WORK TASK: Each record is to be reproduced verbatim.

BEGIN DATASET EXTRACT

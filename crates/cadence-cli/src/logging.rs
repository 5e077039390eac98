use tracing_subscriber::EnvFilter;

/// Installs the global subscriber. `RUST_LOG` wins over the configured level.
///
/// Output goes to stderr so that `show --json` and `next-date` stay pipeable.
pub fn init(level: &str) {
    let filter = EnvFilter::try_from_default_env().unwrap_or_else(|_| EnvFilter::new(level));

    tracing_subscriber::fmt()
        .with_env_filter(filter)
        .with_writer(std::io::stderr)
        .with_target(false)
        .with_level(true)
        .init();
}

END DATASET EXTRACT

RESPONSE:
filename crates/cadence-cli/src/logging.rs
repository 5e077039390eac98
use tracing_subscriber::EnvFilter;

/// Installs the global subscriber. `RUST_LOG` wins over the configured level.
///
/// Output goes to stderr so that `show --json` and `next-date` stay pipeable.
pub fn init(level: &str) {
    let filter = EnvFilter::try_from_default_env().unwrap_or_else(|_| EnvFilter::new(level));

    tracing_subscriber::fmt()
        .with_env_filter(filter)
        .with_writer(std::io::stderr)
        .with_target(false)
        .with_level(true)
        .init();
}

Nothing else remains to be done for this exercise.